Semburat jingga menghias langit dengan indah. Beberapa burung terbang lepas seakan menari di bawah sinar mentari dari ufuk barat. Udara musim panas yang memberikan kesegaran berbanding terbalik dengan apa yang dirasakan oleh Dinda. Gadis itu berjalan gontai menyusuri sebuah jalan. Hatinya benar-benar hancur setelah mengetahui apa yang menjadi keputusan Marco. Dia tak tahu harus kemana dia berjalan. Pikirannya hanya satu, pergi meninggalkan kota Berlin. Dengan mata sembab penuh  airmata, Dinda menyeret dua koper dan menenteng sebuah tas besar. Dia tahu ini adalah sebuah keputusan besar dalam hidupnya, akan membesarkan seorang bayi yang ada dalam kandungannya tanpa kehadiran seorang ayah. Menjadi seorang single parent yang mana itu tak pernah ada dalam pikiran Dinda. Mungkin ini adalah hal tersulit yang harus dilakukannya tapi Dinda tak ada pilihan lain. Dia harus menjalaninya.

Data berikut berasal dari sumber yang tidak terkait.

//! In-memory fog result cache with TTL and LRU eviction.

use std::collections::HashMap;
use std::sync::{Mutex, MutexGuard};
use std::time::Instant;

use geojson::{Feature, Geometry, Value};
use tracing::{debug, info};

use super::stats::{Counters, FogCacheStats};
use super::types::{quantize_bounds, CacheKey, FogCacheConfig};
use crate::coord::{round_coordinate, ViewportBounds};
use crate::fog::FogResult;
use crate::geometry::vertex_count;

/// Fixed per-entry overhead (key, timestamps, metrics, collection).
const ENTRY_OVERHEAD_BYTES: usize = 512;
/// One two-component position.
const POSITION_BYTES: usize = 2 * std::mem::size_of::<f64>() + 3 * std::mem::size_of::<usize>();

/// Entry in the fog cache.
#[derive(Debug, Clone)]
struct CacheEntry {
    result: FogResult,
    created_at: Instant,
    last_accessed: Instant,
    access_count: u64,
    estimated_bytes: usize,
}

impl CacheEntry {
    fn new(result: FogResult) -> Self {
        let now = Instant::now();
        Self {
            estimated_bytes: estimate_bytes(&result),
            result,
            created_at: now,
            last_accessed: now,
            access_count: 0,
        }
    }

    fn touch(&mut self) {
        self.last_accessed = Instant::now();
        self.access_count += 1;
    }
}

#[derive(Debug, Default)]
struct CacheState {
    entries: HashMap<CacheKey, CacheEntry>,
    counters: Counters,
}

impl CacheState {
    /// Removes the least recently used entry, ties going to the lowest access count.
    fn evict_one(&mut self) -> bool {
        let victim = self
            .entries
            .iter()
            .min_by(|(_, a), (_, b)| {
                a.last_accessed
                    .cmp(&b.last_accessed)
                    .then_with(|| a.access_count.cmp(&b.access_count))
            })
            .map(|(key, _)| key.clone());

        match victim {
            Some(key) => {
                self.entries.remove(&key);
                self.counters.record_evicted(1);
                true
            }
            None => false,
        }
    }

    fn remove_expired(&mut self, config: &FogCacheConfig) -> usize {
        let ttl = config.cache_expiration();
        let before = self.entries.len();
        self.entries.retain(|_, entry| entry.created_at.elapsed() < ttl);
        let removed = before - self.entries.len();
        self.counters.record_expired(removed);
        removed
    }
}

/// Memoizes fog results by viewport and revealed-area fingerprint.
///
/// Every operation takes one mutex, so a lookup never observes a half-updated
/// entry and the expiry sweep never overlaps a `get` or `set`.
///
/// Expired entries are reported as misses but only removed by
/// [`remove_expired`](Self::remove_expired) (normally from the expiry daemon)
/// or [`optimize_cache`](Self::optimize_cache).
pub struct FogCache {
    config: FogCacheConfig,
    state: Mutex<CacheState>,
}

impl FogCache {
    pub fn new(config: FogCacheConfig) -> Self {
        Self {
            config,
            state: Mutex::new(CacheState::default()),
        }
    }

    pub fn config(&self) -> &FogCacheConfig {
        &self.config
    }

    /// Looks up a result.
    ///
    /// A hit refreshes the entry's recency and access count.
    pub fn get(&self, bounds: &ViewportBounds, fingerprint: &str, is_intermediate: bool) -> Option<FogResult> {
        self.get_at_zoom(bounds, fingerprint, is_intermediate, None)
    }

    /// Looks up a result computed at a zoom bucket.
    ///
    /// Entries stored at another bucket, or without one, never match.
    pub fn get_at_zoom(
        &self,
        bounds: &ViewportBounds,
        fingerprint: &str,
        is_intermediate: bool,
        zoom: Option<u8>,
    ) -> Option<FogResult> {
        let key = self.key(bounds, fingerprint, is_intermediate).at_zoom(zoom);
        let ttl = self.config.cache_expiration();
        let mut state = self.lock();

        let hit = match state.entries.get_mut(&key) {
            Some(entry) if entry.created_at.elapsed() < ttl => {
                entry.touch();
                Some(entry.result.clone())
            }
            _ => None,
        };

        match &hit {
            Some(result) => state.counters.record_hit(result.calculation_time_ms),
            None => state.counters.record_miss(),
        }
        hit
    }

    /// Stores a result, evicting the least recently used entry when full.
    ///
    /// Coordinates are rounded to the configured precision before storing.
    /// Replacing an existing key never evicts.
    pub fn set(&self, bounds: &ViewportBounds, fingerprint: &str, result: &FogResult, is_intermediate: bool) {
        self.set_at_zoom(bounds, fingerprint, result, is_intermediate, None);
    }

    /// Stores a result computed at a zoom bucket.
    pub fn set_at_zoom(
        &self,
        bounds: &ViewportBounds,
        fingerprint: &str,
        result: &FogResult,
        is_intermediate: bool,
        zoom: Option<u8>,
    ) {
        let max = self.config.max_cache_size();
        if max == 0 {
            return;
        }

        let key = self.key(bounds, fingerprint, is_intermediate).at_zoom(zoom);
        let entry = CacheEntry::new(compress(result, self.config.coordinate_precision()));
        let mut state = self.lock();

        if !state.entries.contains_key(&key) {
            while state.entries.len() >= max && state.evict_one() {}
        }
        state.entries.insert(key, entry);
    }

    /// Drops results tied to stale data.
    ///
    /// With a fingerprint, removes every entry computed from a different one.
    /// Without, removes everything. Returns the number of entries removed.
    pub fn invalidate(&self, current_fingerprint: Option<&str>) -> usize {
        let mut state = self.lock();
        let before = state.entries.len();
        match current_fingerprint {
            Some(fingerprint) => state.entries.retain(|key, _| key.fingerprint == fingerprint),
            None => state.entries.clear(),
        }
        let removed = before - state.entries.len();
        if removed > 0 {
            debug!(removed, "Fog cache invalidated");
        }
        removed
    }

    /// Removes entries cached for exactly these bounds (at key precision).
    ///
    /// Overlapping but different viewports are left alone.
    pub fn invalidate_viewport(&self, bounds: &ViewportBounds) -> usize {
        let target = quantize_bounds(bounds, self.config.coordinate_precision());
        let mut state = self.lock();
        let before = state.entries.len();
        state.entries.retain(|key, _| key.bounds != target);
        before - state.entries.len()
    }

    /// Removes entries older than the configured expiration.
    pub fn remove_expired(&self) -> usize {
        let removed = self.lock().remove_expired(&self.config);
        if removed > 0 {
            debug!(removed, "Expired fog cache entries removed");
        }
        removed
    }

    /// Shrinks the cache.
    ///
    /// Gentle: removes expired entries, then evicts LRU entries until the
    /// cache holds at most `target_ratio * max_cache_size`. Aggressive: also
    /// evicts entries accessed fewer than `min_access_count` times. Returns
    /// the number of entries removed.
    pub fn optimize_cache(&self, aggressive: bool) -> usize {
        let mut state = self.lock();
        let before = state.entries.len();

        state.remove_expired(&self.config);

        let target = (self.config.max_cache_size() as f64 * self.config.target_ratio()).floor() as usize;
        while state.entries.len() > target && state.evict_one() {}

        if aggressive {
            let min = self.config.min_access_count();
            let remaining = state.entries.len();
            state.entries.retain(|_, entry| entry.access_count >= min);
            let dropped = remaining - state.entries.len();
            state.counters.record_evicted(dropped);
        }

        let removed = before - state.entries.len();
        info!(
            removed,
            remaining = state.entries.len(),
            aggressive,
            "Fog cache optimized"
        );
        removed
    }

    pub fn get_stats(&self) -> FogCacheStats {
        let state = self.lock();
        let memory_usage = state.entries.values().map(|e| e.estimated_bytes).sum();
        state.counters.snapshot(state.entries.len(), memory_usage)
    }

    pub fn reset_stats(&self) {
        self.lock().counters = Counters::default();
    }

    /// Removes every entry. Statistics are kept.
    pub fn clear(&self) {
        self.lock().entries.clear();
    }

    pub fn len(&self) -> usize {
        self.lock().entries.len()
    }

    pub fn is_empty(&self) -> bool {
        self.len() == 0
    }

    fn key(&self, bounds: &ViewportBounds, fingerprint: &str, is_intermediate: bool) -> CacheKey {
        CacheKey::new(bounds, fingerprint, is_intermediate, self.config.coordinate_precision())
    }

    fn lock(&self) -> MutexGuard<'_, CacheState> {
        self.state.lock().unwrap_or_else(|poisoned| poisoned.into_inner())
    }
}

impl Default for FogCache {
    fn default() -> Self {
        Self::new(FogCacheConfig::default())
    }
}

impl std::fmt::Debug for FogCache {
    fn fmt(&self, f: &mut std::fmt::Formatter<'_>) -> std::fmt::Result {
        f.debug_struct("FogCache")
            .field("config", &self.config)
            .field("entries", &self.len())
            .finish()
    }
}

/// Copy of `result` with every fog coordinate rounded to `precision` decimals.
fn compress(result: &FogResult, precision: u32) -> FogResult {
    let mut compressed = result.clone();
    for feature in &mut compressed.fog_geojson.features {
        round_feature(feature, precision);
    }
    compressed
}

fn round_feature(feature: &mut Feature, precision: u32) {
    let Some(geometry) = feature.geometry.as_mut() else {
        return;
    };
    let value = match &geometry.value {
        Value::Polygon(rings) => Value::Polygon(round_rings(rings, precision)),
        Value::MultiPolygon(polygons) => Value::MultiPolygon(
            polygons
                .iter()
                .map(|rings| round_rings(rings, precision))
                .collect(),
        ),
        _ => return,
    };
    *geometry = Geometry::new(value);
}

fn round_rings(rings: &[Vec<Vec<f64>>], precision: u32) -> Vec<Vec<Vec<f64>>> {
    rings
        .iter()
        .map(|ring| {
            ring.iter()
                .map(|position| position.iter().map(|v| round_coordinate(*v, precision)).collect())
                .collect()
        })
        .collect()
}

fn estimate_bytes(result: &FogResult) -> usize {
    let vertices: usize = result.fog_geojson.features.iter().map(vertex_count).sum();
    let messages: usize = result
        .errors
        .iter()
        .chain(result.warnings.iter())
        .map(String::len)
        .sum();
    ENTRY_OVERHEAD_BYTES + vertices * POSITION_BYTES + messages
}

Tinggal di tempat yang baru mungkin akan membantu memulihkan hatinya yang terluka saat ini, mengubur semua kenangan indah yang pernah ada disini, menghapus semua kejadian buruk yang sudah pernah ia alami bersama Marco di kota ini dan pergi meninggalkan itu semua.

"Aku akan pergi. Aku akan pergi," desis gadis itu dalam hati sembari memgusap bulir-bulir bening yang terus jatuh menetes tiada henti.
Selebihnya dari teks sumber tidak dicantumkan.